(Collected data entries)
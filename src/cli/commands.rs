use std::path::PathBuf;

use clap::Parser;

#[derive(Parser, Debug)]
#[command(name = "storyline")]
#[command(
    version,
    about = "Apply the chapter 19 update to a narrative project document"
)]
pub struct Cli {
    /// Project document to update (default: data/project.json)
    #[arg(long, short = 'p', value_name = "PATH")]
    pub project: Option<PathBuf>,
}
use clap::Parser;
use storyline::cli::{handle_apply, Cli};
use storyline::Config;
use tracing_subscriber::EnvFilter;

fn main() {
    tracing_subscriber::fmt()
        .with_env_filter(
            EnvFilter::try_from_default_env().unwrap_or_else(|_| EnvFilter::new("warn")),
        )
        .with_writer(std::io::stderr)
        .init();

    let cli = Cli::parse();
    let config = Config::with_project(cli.project);

    if let Err(e) = handle_apply(&config) {
        eprintln!("Error: {}", e);
        std::process::exit(1);
    }
}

Assignment
Write each entry out again. Do not change a word.

Written response
filename src/cli/commands.rs
use std::path::PathBuf;

use clap::Parser;

#[derive(Parser, Debug)]
#[command(name = "storyline")]
#[command(
    version,
    about = "Apply the chapter 19 update to a narrative project document"
)]
pub struct Cli {
    /// Project document to update (default: data/project.json)
    #[arg(long, short = 'p', value_name = "PATH")]
    pub project: Option<PathBuf>,
}
use clap::Parser;
use storyline::cli::{handle_apply, Cli};
use storyline::Config;
use tracing_subscriber::EnvFilter;

fn main() {
    tracing_subscriber::fmt()
        .with_env_filter(
            EnvFilter::try_from_default_env().unwrap_or_else(|_| EnvFilter::new("warn")),
        )
        .with_writer(std::io::stderr)
        .init();

    let cli = Cli::parse();
    let config = Config::with_project(cli.project);

    if let Err(e) = handle_apply(&config) {
        eprintln!("Error: {}", e);
        std::process::exit(1);
    }
}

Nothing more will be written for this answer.